▶ [DATA FOR THIS EXERCISE]:
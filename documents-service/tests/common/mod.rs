//! Shared test harness: a scratch SQLite database per test.
#![allow(dead_code)]

use chrono::NaiveDate;
use documents_service::models::{
    CreateCustomer, CreateDocument, Customer, DocumentType, LineItemInput,
};
use documents_service::services::Database;
use rust_decimal::Decimal;
use tempfile::TempDir;
use uuid::Uuid;

/// A scratch database in a temporary directory, dropped with the test.
pub struct TestDb {
    pub db: Database,
    _dir: TempDir,
}

impl TestDb {
    pub async fn new() -> Self {
        let dir = tempfile::tempdir().expect("create temp dir");
        let path = dir.path().join("documents.db");
        let url = format!("sqlite://{}", path.display());
        let db = Database::new(&url, 5).await.expect("open database");
        db.run_migrations().await.expect("run migrations");
        Self { db, _dir: dir }
    }
}

/// Insert a customer to attach documents to.
pub async fn seed_customer(db: &Database) -> Customer {
    seed_customer_named(db, "Acme Tooling").await
}

pub async fn seed_customer_named(db: &Database, name: &str) -> Customer {
    db.create_customer(&CreateCustomer {
        name: name.to_string(),
        address_line1: "1 Factory Way".to_string(),
        address_line2: None,
        city: "Springfield".to_string(),
        state: "IL".to_string(),
        zip: "62701".to_string(),
        country: "US".to_string(),
        contact_person: Some("Pat Jones".to_string()),
        email: None,
        phone: None,
        fax: None,
        tax_id: None,
        currency: "USD".to_string(),
        notes: None,
    })
    .await
    .expect("create customer")
}

/// Minimal create input for a document of the given type.
pub fn document_input(document_type: DocumentType, customer_id: Uuid) -> CreateDocument {
    CreateDocument {
        document_type,
        customer_id,
        shipping_address_id: None,
        issue_date: NaiveDate::from_ymd_opt(2026, 1, 15).unwrap(),
        due_date: None,
        po_number: None,
        route_to: None,
        ship_to: None,
        ship_via: None,
        terms: None,
        verification_date: None,
        prepaid: false,
        currency: "USD".to_string(),
        notes: None,
        status: "draft".to_string(),
        created_by: "tests".to_string(),
    }
}

/// Line item input with the given line number, quantity, unit price, and
/// discount percent. Tax rate defaults to zero.
pub fn item(
    line_number: i64,
    quantity: &str,
    unit_price: &str,
    discount_percent: &str,
) -> LineItemInput {
    LineItemInput {
        product_id: None,
        line_number,
        description: format!("Item {line_number}"),
        quantity: quantity.parse().unwrap(),
        unit_price: unit_price.parse().unwrap(),
        unit_of_measure: "ea".to_string(),
        discount_percent: discount_percent.parse().unwrap(),
        tax_rate: Decimal::ZERO,
    }
}

pub fn dec(value: &str) -> Decimal {
    value.parse().unwrap()
}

▶ [TASK TO COMPLETE]: Among the entries, find every line holding "expect" and return it.

▶ [EXERCISE RESPONSE]:
        let dir = tempfile::tempdir().expect("create temp dir");
        let db = Database::new(&url, 5).await.expect("open database");
        db.run_migrations().await.expect("run migrations");
    .expect("create customer")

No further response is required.